Today I mounted up my brand new King Cage Manything Cages with SKS Adaptors onto my front forks for their first test ride.
I was using them on my Specialized Crux cyclocross bike, which has carbon forks with no lugs for cages on the forks. I have heard of people using the SKS adaptors on carbon forks so I thought it was worth a try. Plus with my short legs I’m limited in places where I can fit gear for bike packing – I have a very small rear seat bag and limited frame space. So the idea is to use these cages on my forks to hold dry bags.
Aside from the possibility of damaging my carbon forks, my main concerns were the impact on steering and bike handling, plus the possibility that the adaptors wouldn’t hold and would slip.
First up: the SKS adaptors. These come in a pack of two, but they are individual adaptors for each lug. So I ordered three packs to get three sets of adaptors for the two cages. The adaptors are basically a plastic triangle mount with a softer plastic backing and a Velcro strap with a non slip plastic strip on the back. They also come with screws so you just screw the cage into the hole in the front of the adaptor, then use the Velcro strap to attach the adaptor (with cage) to the bike. Very easy.
The mounting straps are really long. Like about twice as long as I needed for my forks. But I was reluctant to cut them off, so I bought some stick-on Velcro dots, stuck one to each strap, wrapped the strap around the adaptor, and stuck the end of the strap to the dot. These are still holding so far but I reckon I’ll need a sturdier option for a multi day off road trip.
The Manything cages are made of titanium and are super light. Something like 37g. They come with two orange Voile straps, which again were much longer than I needed. I figure this means I can mount much wider loads!

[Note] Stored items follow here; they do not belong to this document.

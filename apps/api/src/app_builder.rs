//! # アプリケーション構築
//!
//! State の初期化とルーター構築を担当する。
//! `main.rs` は設定読み込みとサーバー起動に集中する。
//!
//! ## レイヤー構成（外側から）
//!
//! ```text
//! SetRequestIdLayer → TraceLayer → PropagateRequestIdLayer → CorsLayer
//!     → CatchPanicLayer → Router（未一致のパスは静的ファイル）
//! ```

use std::{any::Any, sync::Arc};

use axum::{
    Router,
    response::{IntoResponse, Response},
    routing::get,
};
use fitness_infra::ActivityRepository;
use fitness_shared::observability::{MakeRequestUuidV7, make_request_span};
use tower_http::{
    catch_panic::CatchPanicLayer,
    cors::CorsLayer,
    request_id::{PropagateRequestIdLayer, SetRequestIdLayer},
    services::ServeDir,
    trace::TraceLayer,
};

use crate::{
    config::ApiConfig,
    error::ApiError,
    handler::{
        ActivityState,
        add_activity,
        delete_activity,
        delete_by_type,
        filter_by_type,
        health_check,
        sort_by_duration,
        total_calories,
        update_duration,
        welcome,
    },
    usecase::ActivityUseCaseImpl,
};

/// ルーターを構築する
///
/// ストアは呼び出し側から注入する。テストではテストごとに新しいストアを渡す。
pub fn build_app(config: &ApiConfig, repository: Arc<dyn ActivityRepository>) -> Router {
    let activity_state = Arc::new(ActivityState {
        usecase: ActivityUseCaseImpl::new(repository),
    });

    Router::new()
        .route("/", get(welcome))
        .route("/health", get(health_check))
        .route("/activities/add", get(add_activity))
        .route("/activities/sort-by-duration", get(sort_by_duration))
        .route("/activities/filter-by-type", get(filter_by_type))
        .route("/activities/total-calories", get(total_calories))
        .route("/activities/update-duration", get(update_duration))
        .route("/activities/delete", get(delete_activity))
        .route("/activities/delete-by-type", get(delete_by_type))
        .with_state(activity_state)
        .fallback_service(ServeDir::new(&config.static_dir))
        .layer(CatchPanicLayer::custom(handle_panic))
        .layer(CorsLayer::permissive())
        .layer(PropagateRequestIdLayer::x_request_id())
        .layer(TraceLayer::new_for_http().make_span_with(make_request_span))
        .layer(SetRequestIdLayer::x_request_id(MakeRequestUuidV7))
}

/// ハンドラ内のパニックを 500 レスポンスに変換する
fn handle_panic(err: Box<dyn Any + Send + 'static>) -> Response {
    let detail = if let Some(s) = err.downcast_ref::<String>() {
        s.clone()
    } else if let Some(s) = err.downcast_ref::<&str>() {
        (*s).to_string()
    } else {
        "不明なパニック".to_string()
    };

    ApiError::Internal(detail).into_response()
}
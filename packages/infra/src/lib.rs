//! # Fitness Tracker インフラ層
//!
//! アクティビティの保存先を提供するインフラストラクチャ層。
//!
//! ## 設計方針
//!
//! ストレージの詳細は [`repository::ActivityRepository`] トレイトの背後に隠す。
//! API 層はトレイトオブジェクト（`Arc<dyn ActivityRepository>`）として受け取るため、
//! テストごとに独立したストアを注入できる。
//!
//! 現在の実装はプロセス内メモリのみ（[`InMemoryActivityRepository`]）。
//! 再起動すると [`seed_activities`] の初期データに戻る。
//!
//! ## 依存関係
//!
//! ```text
//! api → infra → domain
//! ```

pub mod repository;

pub use repository::{ActivityRepository, InMemoryActivityRepository, seed_activities};
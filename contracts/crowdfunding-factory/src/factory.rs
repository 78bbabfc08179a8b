use crate::campaign::save_campaign;
use crate::errors::{FactoryError, ValidationError};
use crate::events::{CampaignCreated, PauseToggled};
use crate::types::{Campaign, DataKey, SECONDS_PER_DAY};
use soroban_sdk::{panic_with_error, Address, Env, String, Symbol, Vec};

pub fn initialize(env: &Env, admin: Address, token: Address) {
    if env.storage().instance().has(&DataKey::Admin) {
        panic_with_error!(env, FactoryError::AlreadyInitialized);
    }

    env.storage().instance().set(&DataKey::Admin, &admin);
    env.storage().instance().set(&DataKey::Token, &token);
    env.storage().instance().set(&DataKey::Paused, &false);
    env.storage().instance().set(&DataKey::NextCampaignId, &1u32);
}

/// Registers a new campaign and returns its id.
pub fn create_campaign(
    env: &Env,
    creator: Address,
    name: String,
    description: String,
    goal: i128,
    duration_days: u64,
) -> u32 {
    creator.require_auth();

    if is_paused(env) {
        panic_with_error!(env, FactoryError::CreationPaused);
    }

    if name.is_empty() {
        panic_with_error!(env, ValidationError::NameCannotBeEmpty);
    }
    if goal <= 0 {
        panic_with_error!(env, ValidationError::GoalMustBeGreaterThanZero);
    }
    if duration_days == 0 {
        panic_with_error!(env, ValidationError::DurationMustBeGreaterThanZero);
    }

    let campaign_id = next_campaign_id(env);
    let deadline = env.ledger().timestamp() + duration_days * SECONDS_PER_DAY;

    let campaign = Campaign {
        id: campaign_id,
        creator: creator.clone(),
        name,
        description,
        goal,
        deadline,
        balance: 0,
        next_tier_id: 0,
        withdrawn: false,
    };
    save_campaign(env, &campaign);

    // Register in the creator bucket and the global list, in creation order.
    let mut creator_campaigns = get_user_campaigns(env, creator.clone());
    creator_campaigns.push_back(campaign_id);
    env.storage()
        .instance()
        .set(&DataKey::CreatorCampaigns(creator.clone()), &creator_campaigns);

    let mut all_campaigns = get_all_campaigns(env);
    all_campaigns.push_back(campaign_id);
    env.storage()
        .instance()
        .set(&DataKey::AllCampaigns, &all_campaigns);

    env.events().publish(
        (Symbol::new(env, "campaign_created"), creator.clone()),
        CampaignCreated {
            campaign_id,
            creator,
            goal,
            deadline,
        },
    );

    campaign_id
}

/// Flips the creation pause gate and returns the new value.
pub fn toggle_pause(env: &Env, caller: Address) -> bool {
    caller.require_auth();

    let admin: Address = env
        .storage()
        .instance()
        .get(&DataKey::Admin)
        .unwrap_or_else(|| panic_with_error!(env, FactoryError::NotInitialized));

    if caller != admin {
        panic_with_error!(env, FactoryError::Unauthorized);
    }

    let paused = !is_paused(env);
    env.storage().instance().set(&DataKey::Paused, &paused);

    env.events().publish(
        (Symbol::new(env, "pause_toggled"),),
        PauseToggled { paused },
    );

    paused
}

pub fn is_paused(env: &Env) -> bool {
    env.storage()
        .instance()
        .get(&DataKey::Paused)
        .unwrap_or(false)
}

pub fn get_user_campaigns(env: &Env, creator: Address) -> Vec<u32> {
    env.storage()
        .instance()
        .get(&DataKey::CreatorCampaigns(creator))
        .unwrap_or_else(|| Vec::new(env))
}

pub fn get_all_campaigns(env: &Env) -> Vec<u32> {
    env.storage()
        .instance()
        .get(&DataKey::AllCampaigns)
        .unwrap_or_else(|| Vec::new(env))
}

fn next_campaign_id(env: &Env) -> u32 {
    let id: u32 = env
        .storage()
        .instance()
        .get(&DataKey::NextCampaignId)
        .unwrap_or_else(|| panic_with_error!(env, FactoryError::NotInitialized));

    env.storage()
        .instance()
        .set(&DataKey::NextCampaignId, &(id + 1));

    id
}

A note on placement of the cages. Because I’ve got disc brakes, on the left side fork I couldn’t mount the cage right at the bottom of the fork because it was just too close to the disc brake to fit the adaptor strap plus then tie the Voile strap around. So I put the cage higher on the left side, but the right side cage is at the bottom of the fork. This was a test because I may need the extra length for carrying some things.
For my test ride, I mounted a full water bottle to each side. One side was a 600mL bidon and the other was 750mL. The 750mL full bidon weighed 815g, plus the two straps it was 870g. Bottles secured, I headed off for my test ride.
For the test ride, I took my fun commute route to work, which goes through as many parks as I can. I also tried to find the roughest ground to ride over. My test encompassed:
- Limestone path
- Rough ground including tree roots and rocky limestone
- Steep seated uphill climbs on bitumen and grass
- Going up and down curbs
- Out of the saddle climbing
The test was an outstanding success!
I couldn’t even tell I had extra weight on the bike, let alone any difference in handling. And the loads and cages didn’t move at all. I could even still lift the front wheel to get up a curb, and that is not my strongest skill at the best of times. If I was really trying, I could notice a slight difference in cornering one direction versus the other direction for tight corners, which I think may be due to the weight difference. But it was a fractional difference.
I think the loads had minimal impact on handling because they were attached close to the pivot point for cornering i.e. the centerline of the handlebars. I also think having the weight lower helps with lowering the centre of gravity and therefore should improve handling.
The next test is to see what impact a wider load has. Plus a test ride on gravelly hills might be a good idea.